In the data below, one line contains "self.min.x > self.max.x" and a later one contains "self.min.x <= other.min.x". Print both, with every line between them, exactly and alone.

- Opening Delimiter -

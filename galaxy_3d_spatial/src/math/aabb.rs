/// Axis-aligned bounding box.
///
/// Every node and item in a `Tree` carries one of these. The 6-float layout
/// used by scene files (`[min x, min y, min z, max x, max y, max z]`) is
/// available through `from_array`/`to_array`.

use glam::{Mat4, Vec3};
use super::Classification;

/// Axis-Aligned Bounding Box
#[derive(Debug, Clone, Copy, PartialEq)]
pub struct AABB {
    /// Minimum corner (x, y, z)
    pub min: Vec3,
    /// Maximum corner (x, y, z)
    pub max: Vec3,
}

impl AABB {
    /// An inverted box that any `expand` call replaces.
    pub const EMPTY: AABB = AABB {
        min: Vec3::splat(f32::INFINITY),
        max: Vec3::splat(f32::NEG_INFINITY),
    };

    /// Create a box from its two corners.
    pub fn new(min: Vec3, max: Vec3) -> Self {
        Self { min, max }
    }

    /// Create a box from `[min x, min y, min z, max x, max y, max z]`.
    pub fn from_array(v: [f32; 6]) -> Self {
        Self {
            min: Vec3::new(v[0], v[1], v[2]),
            max: Vec3::new(v[3], v[4], v[5]),
        }
    }

    /// `[min x, min y, min z, max x, max y, max z]`
    pub fn to_array(&self) -> [f32; 6] {
        [self.min.x, self.min.y, self.min.z, self.max.x, self.max.y, self.max.z]
    }

    /// Smallest box enclosing all `points`. Returns `EMPTY` for no points.
    pub fn from_points<I: IntoIterator<Item = Vec3>>(points: I) -> Self {
        let mut aabb = Self::EMPTY;
        for p in points {
            aabb.min = aabb.min.min(p);
            aabb.max = aabb.max.max(p);
        }
        aabb
    }

    /// Whether `min > max` on any axis (e.g. `EMPTY`).
    pub fn is_empty(&self) -> bool {
        self.min.x > self.max.x || self.min.y > self.max.y || self.min.z > self.max.z
    }

    /// Center point of this AABB.
    pub fn center(&self) -> Vec3 {
        (self.min + self.max) * 0.5
    }

    /// Extent along each axis.
    pub fn size(&self) -> Vec3 {
        self.max - self.min
    }

    /// Index (0 = x, 1 = y, 2 = z) of the longest axis.
    ///
    /// Ties resolve to the lowest axis index.
    pub fn longest_axis(&self) -> usize {
        let size = self.size();
        if size.x >= size.y && size.x >= size.z {
            0
        } else if size.y >= size.z {
            1
        } else {
            2
        }
    }

    /// Grow this box to enclose `other`.
    pub fn expand(&mut self, other: &AABB) {
        self.min = self.min.min(other.min);
        self.max = self.max.max(other.max);
    }

    /// Union of two boxes.
    pub fn union(&self, other: &AABB) -> AABB {
        let mut out = *self;
        out.expand(other);
        out
    }

    /// Copy of this box inflated by `amount` on every side.
    pub fn padded(&self, amount: f32) -> AABB {
        AABB {
            min: self.min - Vec3::splat(amount),
            max: self.max + Vec3::splat(amount),
        }
    }

    /// Transform this AABB by a matrix, returning a new AABB.
    ///
    /// Uses the Arvo method: projects each matrix axis onto the AABB extents
    /// for an exact (tight) result without transforming all 8 corners.
    pub fn transformed(&self, matrix: &Mat4) -> AABB {
        let translation = matrix.col(3).truncate();
        let mut new_min = translation;
        let mut new_max = translation;

        for i in 0..3 {
            let axis = matrix.col(i).truncate();
            let a = axis * self.min[i];
            let b = axis * self.max[i];
            new_min += a.min(b);
            new_max += a.max(b);
        }

        AABB { min: new_min, max: new_max }
    }

    /// Test if this AABB fully contains another AABB (boundaries inclusive).
    pub fn contains(&self, other: &AABB) -> bool {
        self.min.x <= other.min.x && self.max.x >= other.max.x
        && self.min.y <= other.min.y && self.max.y >= other.max.y
        && self.min.z <= other.min.z && self.max.z >= other.max.z
    }

    /// Test if this AABB intersects (overlaps or touches) another AABB.
    pub fn intersects(&self, other: &AABB) -> bool {
        self.min.x <= other.max.x && self.max.x >= other.min.x
        && self.min.y <= other.max.y && self.max.y >= other.min.y
        && self.min.z <= other.max.z && self.max.z >= other.min.z
    }

    /// Classify `other` against this box used as a query volume.
    pub fn classify_aabb(&self, other: &AABB) -> Classification {
        if !self.intersects(other) {
            Classification::Outside
        } else if self.contains(other) {
            Classification::Inside
        } else {
            Classification::Intersect
        }
    }
}

#[cfg(test)]
#[path = "aabb_tests.rs"]
mod tests;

- Closing Delimiter -

• _Answer for the task_
        self.min.x > self.max.x || self.min.y > self.max.y || self.min.z > self.max.z
    }

    /// Center point of this AABB.
    pub fn center(&self) -> Vec3 {
        (self.min + self.max) * 0.5
    }

    /// Extent along each axis.
    pub fn size(&self) -> Vec3 {
        self.max - self.min
    }

    /// Index (0 = x, 1 = y, 2 = z) of the longest axis.
    ///
    /// Ties resolve to the lowest axis index.
    pub fn longest_axis(&self) -> usize {
        let size = self.size();
        if size.x >= size.y && size.x >= size.z {
            0
        } else if size.y >= size.z {
            1
        } else {
            2
        }
    }

    /// Grow this box to enclose `other`.
    pub fn expand(&mut self, other: &AABB) {
        self.min = self.min.min(other.min);
        self.max = self.max.max(other.max);
    }

    /// Union of two boxes.
    pub fn union(&self, other: &AABB) -> AABB {
        let mut out = *self;
        out.expand(other);
        out
    }

    /// Copy of this box inflated by `amount` on every side.
    pub fn padded(&self, amount: f32) -> AABB {
        AABB {
            min: self.min - Vec3::splat(amount),
            max: self.max + Vec3::splat(amount),
        }
    }

    /// Transform this AABB by a matrix, returning a new AABB.
    ///
    /// Uses the Arvo method: projects each matrix axis onto the AABB extents
    /// for an exact (tight) result without transforming all 8 corners.
    pub fn transformed(&self, matrix: &Mat4) -> AABB {
        let translation = matrix.col(3).truncate();
        let mut new_min = translation;
        let mut new_max = translation;

        for i in 0..3 {
            let axis = matrix.col(i).truncate();
            let a = axis * self.min[i];
            let b = axis * self.max[i];
            new_min += a.min(b);
            new_max += a.max(b);
        }

        AABB { min: new_min, max: new_max }
    }

    /// Test if this AABB fully contains another AABB (boundaries inclusive).
    pub fn contains(&self, other: &AABB) -> bool {
        self.min.x <= other.min.x && self.max.x >= other.max.x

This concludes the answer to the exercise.